The most popular of all the traditions has always been egg colouring. Traditionally natural colouring such as onion skin and flowers are used to colour hard-boiled eggs. However, nowadays, there are many techniques used to achieve those intricate colour designs. 

The first coloured egg is always red. It is set aside and kept near the family icons for the entire year. As an amulet of sorts, called Euvarkuca (the keeper of the house). I always keep one in my fridge. On Easter morning every child would pick a coloured egg and play a game to see whose egg is strongest. It's a proud moment if you win! There is always plenty of good food and a feeling of unity.”

Why is it important for you and your family/your community to keep these customs and traditions alive?

“As I live so far away from home, I find it challenging to keep all the Serbian customs and traditions alive. At Easter, we always colour eggs, play games and make some delicious Serbian food. It is important to keep the traditions alive as they create a feeling of belonging. 

I do my best to pass them on to my boys who will hopefully pass them on to their children one day. All the different traditions make the world a more colourful place and are a glimpse into the way our ancestors used to live. There is always a lot of wisdom and meaning behind them and it would be a shame to let them become a thing of the past.”
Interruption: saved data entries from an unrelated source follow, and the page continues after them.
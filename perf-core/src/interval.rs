//! ``src/interval.rs``
//! ============================================================================
//! # Timer-driven interval histograms
//!
//! An [`IntervalHistogram`] arms a recurring tokio timer. Every tick records
//! the nanoseconds elapsed since the previous tick, emits the running
//! statistics as trace counters and hands them to the sample callback.
//!
//! When the host loop is busy, ticks arrive late and the recorded deltas grow
//! past the interval; the event-loop delay monitor is exactly this histogram
//! with the counters emitted under `perf::event_loop`.
//!
//! ## Lifecycle
//! - `create` validates the interval, then arms the timer
//! - `start` / `stop` re-arm and cancel it; both are idempotent
//! - dropping the handle cancels the timer

use std::{sync::Arc, time::Duration};

use parking_lot::Mutex;
use tokio::{
    runtime::Handle,
    time::{Instant, MissedTickBehavior},
};
use tokio_util::sync::CancellationToken;
use tracing::{debug, trace};

use crate::{
    clock::Clock,
    error::{PerfError, PerfResult},
    histogram::{Histogram, HistogramOptions, HistogramSample},
};

/// Callback receiving the read view after every tick.
pub type SampleCallback = Box<dyn Fn(&HistogramSample) + Send + Sync>;

/// Trace target the tick counters are emitted under.
#[derive(Debug, Clone, Copy, PartialEq, Eq)]
pub enum SampleTarget {
    /// `perf::histogram`
    Histogram,
    /// `perf::event_loop`
    EventLoop,
}

struct IntervalSampler {
    histogram: Mutex<Histogram>,
    clock: Arc<dyn Clock>,
    target: SampleTarget,
    on_sample: Option<SampleCallback>,
}

impl IntervalSampler {
    fn tick(&self) -> HistogramSample {
        let sample = {
            let mut histogram = self.histogram.lock();
            let delta = histogram.record_delta(self.clock.now_nanos());
            histogram.sample(delta)
        };

        match self.target {
            SampleTarget::EventLoop => trace!(
                target: "perf::event_loop",
                delay = sample.delta,
                min = sample.min,
                max = sample.max,
                mean = sample.mean,
                stddev = sample.stddev,
                "delay sample"
            ),
            SampleTarget::Histogram => trace!(
                target: "perf::histogram",
                delta = sample.delta,
                min = sample.min,
                max = sample.max,
                mean = sample.mean,
                stddev = sample.stddev,
                "interval sample"
            ),
        }

        if let Some(on_sample) = &self.on_sample {
            on_sample(&sample);
        }
        sample
    }
}

pub struct IntervalHistogram {
    sampler: Arc<IntervalSampler>,
    interval: Duration,
    runtime: Handle,
    timer: Mutex<Option<CancellationToken>>,
}

impl IntervalHistogram {
    /// Create a histogram sampled every `interval_ms` and arm its timer.
    ///
    /// Must be called from within a tokio runtime; the timer task is spawned
    /// on the current one.
    pub fn create<F>(
        interval_ms: i64,
        options: HistogramOptions,
        clock: Arc<dyn Clock>,
        on_sample: F,
    ) -> PerfResult<Self>
    where
        F: Fn(&HistogramSample) + Send + Sync + 'static,
    {
        Self::build(
            interval_ms,
            options,
            clock,
            SampleTarget::Histogram,
            Some(Box::new(on_sample)),
        )
    }

    /// Event-loop delay monitor: counters go to `perf::event_loop`.
    pub fn event_loop_delay(
        interval_ms: i64,
        options: HistogramOptions,
        clock: Arc<dyn Clock>,
    ) -> PerfResult<Self> {
        Self::build(interval_ms, options, clock, SampleTarget::EventLoop, None)
    }

    fn build(
        interval_ms: i64,
        options: HistogramOptions,
        clock: Arc<dyn Clock>,
        target: SampleTarget,
        on_sample: Option<SampleCallback>,
    ) -> PerfResult<Self> {
        if interval_ms <= 0 {
            return Err(PerfError::invalid_argument(
                "interval",
                format!("must be positive, got {interval_ms}"),
            ));
        }
        let runtime = Handle::try_current().map_err(|_| PerfError::unavailable("timer"))?;
        let histogram = Histogram::new(options)?;

        let handle = Self {
            sampler: Arc::new(IntervalSampler {
                histogram: Mutex::new(histogram),
                clock,
                target,
                on_sample,
            }),
            interval: Duration::from_millis(interval_ms as u64),
            runtime,
            timer: Mutex::new(None),
        };
        handle.start(false);
        Ok(handle)
    }

    /// Arm the timer. Returns `false` if it was already running.
    pub fn start(&self, reset_on_start: bool) -> bool {
        let mut timer = self.timer.lock();
        if timer.is_some() {
            return false;
        }
        if reset_on_start {
            self.reset();
        }

        let token = CancellationToken::new();
        let cancelled = token.clone();
        let sampler = Arc::clone(&self.sampler);
        let period = self.interval;

        self.runtime.spawn(async move {
            let mut ticker = tokio::time::interval_at(Instant::now() + period, period);
            ticker.set_missed_tick_behavior(MissedTickBehavior::Delay);
            loop {
                tokio::select! {
                    biased;
                    _ = cancelled.cancelled() => break,
                    _ = ticker.tick() => {
                        sampler.tick();
                    }
                }
            }
        });

        debug!(interval = ?self.interval, "interval histogram started");
        *timer = Some(token);
        true
    }

    /// Cancel the timer. Returns `false` if it was not running.
    pub fn stop(&self) -> bool {
        let Some(token) = self.timer.lock().take() else {
            return false;
        };
        token.cancel();
        debug!(interval = ?self.interval, "interval histogram stopped");
        true
    }

    pub fn is_running(&self) -> bool {
        self.timer.lock().is_some()
    }

    pub fn interval(&self) -> Duration {
        self.interval
    }

    /// Clear the statistics; the timer keeps running.
    pub fn reset(&self) {
        self.sampler.histogram.lock().reset();
    }

    /// Take one sample immediately, outside the timer.
    pub fn tick(&self) -> HistogramSample {
        self.sampler.tick()
    }

    /// Current statistics with a zero delta.
    pub fn snapshot(&self) -> HistogramSample {
        self.sampler.histogram.lock().sample(0)
    }

    /// Run `f` against the underlying histogram, e.g. for percentiles.
    pub fn with_histogram<R>(&self, f: impl FnOnce(&Histogram) -> R) -> R {
        f(&self.sampler.histogram.lock())
    }
}

impl Drop for IntervalHistogram {
    fn drop(&mut self) {
        self.stop();
    }
}

impl std::fmt::Debug for IntervalHistogram {
    fn fmt(&self, f: &mut std::fmt::Formatter<'_>) -> std::fmt::Result {
        f.debug_struct("IntervalHistogram")
            .field("interval", &self.interval)
            .field("target", &self.sampler.target)
            .field("running", &self.is_running())
            .finish()
    }
}

#[cfg(test)]
mod tests {
    use super::*;
    use crate::clock::{ManualClock, TokioClock};

    #[test]
    fn test_create_requires_runtime() {
        let result = IntervalHistogram::create(
            10,
            HistogramOptions::default(),
            Arc::new(ManualClock::new(0)),
            |_| {},
        );
        assert!(matches!(result, Err(PerfError::Unavailable { .. })));
    }

    #[tokio::test]
    async fn test_non_positive_interval_rejected() {
        for interval in [0, -5] {
            let result = IntervalHistogram::create(
                interval,
                HistogramOptions::default(),
                Arc::new(ManualClock::new(0)),
                |_| {},
            );
            assert!(matches!(result, Err(PerfError::InvalidArgument { .. })));
        }
    }

    #[tokio::test(start_paused = true)]
    async fn test_mean_tracks_interval() {
        let (tx, mut rx) = tokio::sync::mpsc::unbounded_channel();
        let histogram = IntervalHistogram::create(
            10,
            HistogramOptions::default(),
            Arc::new(TokioClock::new()),
            move |sample| {
                let _ = tx.send(*sample);
            },
        )
        .unwrap();

        let first = rx.recv().await.unwrap();
        assert_eq!(first.delta, 0);
        assert_eq!(first.count, 0);

        for _ in 0..9 {
            let sample = rx.recv().await.unwrap();
            assert!(sample.delta >= 10_000_000);
        }

        let stats = histogram.snapshot();
        assert_eq!(stats.count, 9);
        drop(rx);
        let target = 10_000_000.0;
        assert!((stats.mean - target).abs() / target < 0.01);
        assert!(stats.min <= stats.max);
    }

    #[tokio::test(start_paused = true)]
    async fn test_reset_keeps_timer_running() {
        let (tx, mut rx) = tokio::sync::mpsc::unbounded_channel();
        let histogram = IntervalHistogram::create(
            5,
            HistogramOptions::default(),
            Arc::new(TokioClock::new()),
            move |sample| {
                let _ = tx.send(*sample);
            },
        )
        .unwrap();

        for _ in 0..4 {
            rx.recv().await.unwrap();
        }
        histogram.reset();
        let stats = histogram.snapshot();
        assert_eq!(stats.count, 0);
        assert_eq!(stats.min, 0);
        assert_eq!(stats.max, 0);
        assert_eq!(stats.mean, 0.0);
        assert!(histogram.is_running());

        for _ in 0..3 {
            rx.recv().await.unwrap();
        }
        assert!(histogram.snapshot().count > 0);
    }

    #[tokio::test(start_paused = true)]
    async fn test_start_stop_idempotent() {
        let histogram = IntervalHistogram::event_loop_delay(
            10,
            HistogramOptions::EVENT_LOOP_DELAY,
            Arc::new(TokioClock::new()),
        )
        .unwrap();

        assert!(histogram.is_running());
        assert!(!histogram.start(false));

        assert!(histogram.stop());
        assert!(!histogram.stop());

        tokio::time::sleep(Duration::from_millis(100)).await;
        assert_eq!(histogram.snapshot().count, 0);

        assert!(histogram.start(true));
        tokio::time::sleep(Duration::from_millis(35)).await;
        assert!(histogram.snapshot().count >= 1);
    }

    #[tokio::test]
    async fn test_manual_tick_with_manual_clock() {
        let clock = Arc::new(ManualClock::new(0));
        let histogram = IntervalHistogram::create(
            60_000,
            HistogramOptions::default(),
            Arc::clone(&clock) as Arc<dyn Clock>,
            |_| {},
        )
        .unwrap();

        assert_eq!(histogram.tick().delta, 0);
        clock.advance(Duration::from_millis(7));
        let sample = histogram.tick();
        assert_eq!(sample.delta, 7_000_000);
        assert_eq!(sample.count, 1);

        let p = histogram.with_histogram(|h| h.percentile(100.0)).unwrap();
        assert!(p >= 7_000_000);
    }
}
Be your authentic self at Travis Perkins 

We want everyone to be at their best and it’s our ambition that everyone within our Group feels confident to be their authentic selves and that they belong. 

Our five diversity and inclusion networks are driving real, positive change. With one of our networks dedicated to the Awareness of Cultures and Ethnicities (ACE), we are focused on creating a culture where we attract, retain and develop all colleagues from diverse backgrounds.